You might be surprised by the workout you can get from squatting your own weight. You can do a bodyweight squat by bending at the knees and sticking out your rear — like you plan to sit down in a chair. It’s important when starting out not to go too low. Even if you have the flexibility in your knees and balance to sink down low, using weakened glutes and leg muscles to push yourself back upright can lead to strained muscles. Squat as far back as you can comfortably, stand back up, and repeat. Small repetitions in succession, followed by rest, then another short set of repetitions, can help improve the strength of your glutes.

This may look like a lazy crunch, but it focuses on gently conditioning the pelvic floor. Lie flat on your back with your knees bent at a comfortable angle. Squeeze your pelvis up, pressing your back against the floor. Hold for 5–10 seconds and relax. Do this for several repetitions at a time, with rest in between each set.

This exercise is also known as a donkey kick, and it should be done slowly and deliberately. Kneel on all fours, preferably on a yoga mat. Keep your hands in line with your shoulders and fingers comfortably separated. Begin with one leg reaching back, stretching until it’s fully extended with the toe pointed. Bring your leg back down to the initial position. Repeat with the other leg. Form in this position is important — don’t arch your back. The goal is to increase the strength and flexibility of your hip flexors.

This is another exercise that uses small movements to help increase strength in the phasic muscles and small stabilizing muscles that help keep the pelvis in line. Begin by kneeling on your left knee, with your right leg at a 90-degree angle, knee over the toe, and your hands resting on the right thigh for stabilization. Slowly lean forward into your right hip, with your pelvis and back stable. Hold for 20–30 seconds and repeat on the other side, alternating sides for 5–10 sets.

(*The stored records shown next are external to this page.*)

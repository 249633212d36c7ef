use super::predictor::YieldModel;
use crate::domain::errors::{ArtifactError, PredictionError};
use crate::domain::ml::{FeatureRow, ModelFormat};
use ort::session::Session;
use std::path::Path;
use std::sync::Mutex;
use tracing::info;

/// Runs an ONNX regression graph taking a `[1, n_features]` f32 tensor.
pub struct OnnxPredictor {
    // Session::run needs &mut
    session: Mutex<Session>,
}

impl OnnxPredictor {
    pub fn load(path: &Path) -> Result<Self, ArtifactError> {
        let session = Session::builder()
            .and_then(|builder| builder.commit_from_file(path))
            .map_err(|e| ArtifactError::Corrupt {
                path: path.to_path_buf(),
                reason: e.to_string(),
            })?;

        info!("Successfully loaded ONNX model from {:?}", path);
        Ok(Self {
            session: Mutex::new(session),
        })
    }
}

impl YieldModel for OnnxPredictor {
    fn predict(&self, row: &FeatureRow) -> Result<f64, PredictionError> {
        let mut session = self
            .session
            .lock()
            .map_err(|e| PredictionError::inference(format!("Mutex lock failed: {}", e)))?;

        let shape = vec![1, row.len()];
        let input_value = ort::value::Value::from_array((shape.as_slice(), row.to_f32()))
            .map_err(|e| {
                PredictionError::inference(format!("Input value creation failed: {}", e))
            })?;

        let inputs = ort::inputs![input_value];

        let outputs = session
            .run(inputs)
            .map_err(|e| PredictionError::inference(e.to_string()))?;

        let output_value = outputs
            .iter()
            .next()
            .map(|(_, v)| v)
            .ok_or_else(|| PredictionError::inference("No output found"))?;
        let data = output_value
            .try_extract_tensor::<f32>()
            .map_err(|e| PredictionError::inference(e.to_string()))?;

        data.1
            .iter()
            .next()
            .map(|v| *v as f64)
            .ok_or_else(|| PredictionError::inference("Empty output"))
    }

    fn name(&self) -> &str {
        "ONNX Runtime Regressor"
    }

    fn format(&self) -> ModelFormat {
        ModelFormat::Onnx
    }
}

This will be a small movement, focusing on stretching and balance. Only lean forward until you feel a gentle stretch of the hip flexors (the sides of the hip), and don’t lean further in than you can comfortably bring yourself back to the original position.

This exercise helps you build your glutes and pelvic floor. Lie on your back, using a yoga mat for comfort and to keep your feet in place. Keep your knees bent and feet shoulder-width apart. Place your arms to your sides, palms down. Squeeze your glutes together while lifting your pelvis up. Relax your glutes to lower your hips back to the floor. For people who have weak lower abs, especially if you’ve had damage from pregnancies or a C-section, it’s important to use only your glutes to raise and lift your hips. Core damage and overextending with this exercise can strain weak or separated abdominal muscles.

This is another isometric exercise that engages the primary core muscle groups, like the abs, and the smaller muscles that help the abs, glutes, and postural muscles engage together. Plank exercises can be modified depending on your core strength. Begin with your forearms on your yoga mat and your knees bent. Move one leg fully extended behind you, with the ball of your foot on the mat. As you’re able, extend the other leg in the same manner.

Doing a plank correctly involves keeping your pelvis in line with your legs and spine. If you lift your butt too high in the air, you aren’t getting the full benefit of the position and won’t be engaging the muscles you need to develop to counteract a tilt in your pelvis. Keeping a good form is the most important part of a plank, even if you can only hold it for a couple of seconds.

Treating an anterior pelvic tilt mainly involves losing weight and building muscle. Reducing the time you spend sitting without movement can also help. However, diagnosing and determining the best course of treatment should always be a decision made between you and your doctor.